Renta Ciudadana es el programa de transferencias monetarias del Estado colombiano, administrado por el Departamento Administrativo para la Prosperidad Social, que depende del gobierno nacional y paga a millones de hogares en todo el país. El operador financiero contratado es responsable de ejecutar los giros a los beneficiarios.
Prosperidad Social anunció que modificó el calendario de entregas y que el primer ciclo de 2026 no partirá en febrero, sino que está proyectado para la segunda y tercera semana de marzo. La entidad vinculó el retraso a ajustes administrativos para asegurar el funcionamiento del nuevo contrato de operación. El proceso de presentación de propuestas cerró el 19 de febrero y la evaluación y selección del contratista, según la entidad, debería tomar menos de cuatro semanas.
Consecuencias inmediatas: Los hogares beneficiarios deberán esperar varias semanas adicionales para recibir el primer giro de 2026. Además, Prosperidad Social informó que "para el ciclo 1, se utilizará la base de beneficiarios correspondiente al último ciclo de 2025", por lo que no habrá incorporación de nuevos hogares en ese primer pago. La inclusión de nuevos beneficiarios se hará posteriormente, de forma gradual, en los ciclos siguientes.
El aplazamiento pone en evidencia la dependencia del programa en la logística del operador financiero. En ciclos anteriores algunos pagos comenzaron en febrero, por lo tanto este cambio altera expectativas y la planificación de gastos de las familias. Quién pierde: los hogares que cuentan con ese ingreso para gastos básicos, especialmente familias de bajos recursos. Quién gana: en el corto plazo, el Estado y los futuros contratistas, que buscan evitar fallas en el pago al asegurar que el sistema operativo funcione desde el inicio del contrato. Políticamente, el gobierno enfrenta riesgo de crítica pública por la demora, pero se cubre argumentando que el ajuste busca garantizar la entrega efectiva de recursos.

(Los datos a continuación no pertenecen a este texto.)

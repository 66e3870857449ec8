//! Account service implementation
//!
//! Applies the account opening policy on top of an [`AccountRepository`] and
//! exposes the use cases callers need. Repository errors are returned
//! unchanged; the service neither logs, retries nor suppresses them.

use std::sync::Arc;

use common::decimal::Amount;
use common::error::Result;
use common::model::account::Account;
use uuid::Uuid;

use crate::config::AccountServiceConfig;
use crate::repository::{AccountRepository, PostgresAccountRepository};

/// Balance every new account starts with
pub const INITIAL_BALANCE: Amount = Amount::ZERO;

/// Minimum balance assigned to every new account (500, scale 0)
pub const MIN_BALANCE: Amount = Amount::from_parts(500, 0, 0, false, 0);

/// Account service for opening and looking up accounts
#[derive(Clone)]
pub struct AccountService {
    /// Repository for account data
    repo: Arc<dyn AccountRepository>,
}

impl AccountService {
    /// Create a new account service on top of a repository
    pub fn new(repo: Arc<dyn AccountRepository>) -> Self {
        Self { repo }
    }

    /// Create a new account service backed by PostgreSQL
    pub async fn with_config(config: &AccountServiceConfig) -> Result<Self> {
        let repo: Arc<dyn AccountRepository> =
            Arc::new(PostgresAccountRepository::with_config(config).await?);

        Ok(Self { repo })
    }

    /// Create the accounts table
    pub async fn create_account_table(&self) -> Result<()> {
        self.repo.create_table().await
    }

    /// Drop the accounts table
    pub async fn drop_accounts_table(&self) -> Result<()> {
        self.repo.drop_table().await
    }

    /// Open a new account for a user, returning its account number
    ///
    /// The account number is generated here; the balance starts at
    /// [`INITIAL_BALANCE`] and the minimum balance is [`MIN_BALANCE`].
    pub async fn create_account(&self, user_id: Uuid) -> Result<Uuid> {
        let account = Account::new(Uuid::new_v4(), user_id, INITIAL_BALANCE, MIN_BALANCE);
        self.repo.create_account(&account).await
    }

    /// Get an account by its account number
    pub async fn get_by_account_no(&self, account_no: Uuid) -> Result<Account> {
        self.repo.get_by_account_no(account_no).await
    }

    /// Get the single account owned by a user
    pub async fn get_account_by_user_id(&self, user_id: Uuid) -> Result<Account> {
        self.repo.get_account_by_user_id(user_id).await
    }

    /// Get every account owned by a user
    pub async fn get_accounts_by_user_id(&self, user_id: Uuid) -> Result<Vec<Account>> {
        self.repo.get_accounts_by_user_id(user_id).await
    }

    /// Get all accounts
    pub async fn get_all_accounts(&self) -> Result<Vec<Account>> {
        self.repo.get_all().await
    }

    /// Check that storage is reachable
    pub async fn ping(&self) -> Result<()> {
        self.repo.ping().await
    }
}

Relevancia para Chile y la región: Aunque es una decisión administrativa de Colombia, el caso es relevante para América Latina. Muestra la importancia de calendarios claros y operadores preparados para programas de transferencias masivas, una lección útil para gobiernos chilenos cuando diseñan y ejecutan bonos o ayudas directas. Finalmente, la demora puede afectar el consumo local en zonas de Colombia donde Renta Ciudadana tiene mayor presencia, con impactos económicos regionales que conviene monitorear.